Lethargy and Self-hate

It's like these past couple of days have been an emotional storm where my brain is being thrashed around in the confines of my skull. There's a hollow black part in the peripheral vision of my mind's eye. looking inside my head I am able to see my ideas ebb and flow and there's always been an almost tangible feeling of a surplus of thoughts. This past while when I retreat into my head, the blackness in the peripherals grows and swallows everything else. I'm left drowning in this darkness and I'm reminded of my lingering childhood fear of the dark. At night I'm too scared to close my eyes to have that blackness engulf my vision. I am 20 years old and I shake at the thought of sleeping without a hallway light on.

I am plagued with doubts: is this what I want to do? Do I really want to spend my life at school only to graduate then be thrown back into school again? How different is to be at the other side of the teacher's desk in the classroom? You're still being judged by snotty teenagers. I've never explored anything, done anything really spontaneous. Spontaneity and originality is me deciding to take a different bus then staring at the stops waiting to reach the right one. Spontaneity and originality is deciding to turn on my GPS location on my phone then blunder around only to give up and ask someone for directions because of my fear that somehow these directions are wrong. I am the most boring person. When I do have a new idea it is pushed down and pummelled until all that's left is a pulpy mess in my mind. It is swept into the blackness. I like to pretend that I am confident. I act it out pretty well. When people see me walking they see a proud Muslim woman who will not stand for injustice. I commit injustices against myself in my head multiple times a day.

The blackness is my waking nightmare. It's like this is a vacuum made of regrets, doubts, self-hate, and some ominous nothingness which gives voice to my new ShrugEverythingOff attitude. I remember when I used to look in the mirror to see a beautiful young woman staring back. She was even cheeky enough to wink back and laugh off the thought that there are little fairies inside mirrors with cameras who project an image back to us. Now the woman staring back has an aging hopelessness in her eyes juxtaposed against the face of a 15 year old. She doesn't feel confident. She doesn't feel beautiful. She feels ugly, hated, and disgusted with herself and how she has let this force dominate her. She gives in to fainting spells but is too scared to follow through with them and jolts awake before she flops to the floor.

I am a washed out version of myself. A photocopy that walks, talks, and acts like the old me. But on the inside I am a writhing slug letting acid eat away at its heart.

Sad

I've been feeling off lately. Ugly, unloved, and not caring enough to look for happiness. I am happy in my misery, or at least that's what I've convinced myself. 

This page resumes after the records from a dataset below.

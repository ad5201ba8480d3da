//! Health agent - cluster health model evaluator
//!
//! Runs next to the log-routing host: probe batches arrive on stdin, the
//! evaluated health model records leave on stdout, health and metrics are
//! served over HTTP.

use anyhow::{Context, Result};
use health_lib::model::HealthModelDefinition;
use health_lib::{AgentHealth, MonitorConfigProvider, PipelineBuilder, PipelineMetrics};
use std::collections::HashMap;
use std::sync::Arc;
use std::time::Duration;
use tokio::io::BufReader;
use tokio::sync::broadcast;
use tracing::{error, info};
use tracing_subscriber::{fmt, prelude::*, EnvFilter};

mod api;
mod config;
mod host;

const AGENT_VERSION: &str = env!("CARGO_PKG_VERSION");

#[tokio::main]
async fn main() -> Result<()> {
    // stdout carries the emitted records, so logs go to stderr
    tracing_subscriber::registry()
        .with(EnvFilter::try_from_default_env().unwrap_or_else(|_| EnvFilter::new("info")))
        .with(fmt::layer().json().with_writer(std::io::stderr))
        .init();

    info!("Starting health-agent");

    let config = config::AgentConfig::load()?;
    info!(cluster_id = %config.cluster_id, "Agent configured");

    let definition = HealthModelDefinition::from_path(&config.definition_path)
        .context("Failed to load health model definition")?;
    let configs = match &config.monitor_config_path {
        Some(path) => {
            MonitorConfigProvider::load_configs(path).context("Failed to load monitor configuration")?
        }
        None => HashMap::new(),
    };

    let inventory = health_lib::InventoryRegistry::new();
    if let Some(path) = &config.inventory_path {
        match host::load_inventory(path).await {
            Ok(snapshot) => inventory.replace(snapshot),
            Err(e) => error!(error = %e, "Initial inventory load failed, presence checks fail open"),
        }
    }

    let monitor_count = definition.len();
    let mut pipeline = PipelineBuilder::new()
        .settings(config.pipeline_settings()?)
        .definition(Arc::new(definition))
        .configs(configs)
        .inventory(inventory.clone())
        .build()?;

    let logger = pipeline.logger().clone();
    logger.log_startup(AGENT_VERSION, monitor_count, pipeline.restored_instances());

    let health = AgentHealth::new(config.failure_threshold);
    let metrics = PipelineMetrics::new();
    let app_state = Arc::new(api::AppState::new(health.clone(), metrics));

    health.set_ready(true).await;

    let (shutdown_tx, _) = broadcast::channel::<()>(1);

    let api_handle = tokio::spawn(api::serve(config.api_port, app_state));

    let refresh_handle = config.inventory_path.clone().map(|path| {
        tokio::spawn(host::refresh_inventory(
            path,
            inventory.clone(),
            Duration::from_secs(config.inventory_refresh_secs.max(1)),
            shutdown_tx.subscribe(),
        ))
    });

    let reader = BufReader::new(tokio::io::stdin());
    let mut writer = tokio::io::stdout();

    let reason = tokio::select! {
        result = host::pump(&mut pipeline, &health, reader, &mut writer) => {
            match result {
                Ok(summary) => {
                    info!(
                        batches = summary.batches,
                        rejected = summary.rejected,
                        lines = summary.lines_written,
                        "Input closed"
                    );
                    "input closed"
                }
                Err(e) => {
                    error!(error = %e, "Host adapter failed");
                    "host adapter failed"
                }
            }
        }
        _ = tokio::signal::ctrl_c() => "SIGINT received",
    };

    logger.log_shutdown(reason);
    let _ = shutdown_tx.send(());
    if let Some(handle) = refresh_handle {
        let _ = handle.await;
    }
    api_handle.abort();
    info!("Shutting down");

    Ok(())
}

My insides feel like they're being pounded on by a fist made of broken feelings, tears, and small slivers of glass and splinters worming their way into my pores. The pressure in my head makes my eyes swim and I see in front of me a shrieking Medusa whose hair is made of the wisps of lost dreams that floated out of my head ages ago, replaced by lethargy. My thoughts are molasses, the harder you swirl the more sticky it gets and everything good is suffocated and held down. I don't feel anything anymore. My mind is blank-- so contrary to the usual overflowing maelstrom of ideas whirling around in a typhoon-like force ready to crash and suck in energy. 

My third eye is blind. It is unseeing. I've turned into a blob who has no goals-- who shrugs at people with ambitions. Even my regular eyes have stopped registering smiles, concerned glances, secret winks. Everything glazes over and I don't have the energy to make myself focus the lens. The camera is just jostled about, barely hanging by its strap off the neck of a once-fluffy sheep. 

 My face has turned puffy because I seldom use the muscles to smile, to grimace, or to frown. I'm blander than a bowl of porridge. I live on laziness. The only place where I find solace and company is in my dreams. There no one will judge me for my freakish habits, for my strange tastes and for my absurd opinions. I wish to escape the real world without exerting any effort to vanish into the next. Nothing can console my bleeding heart.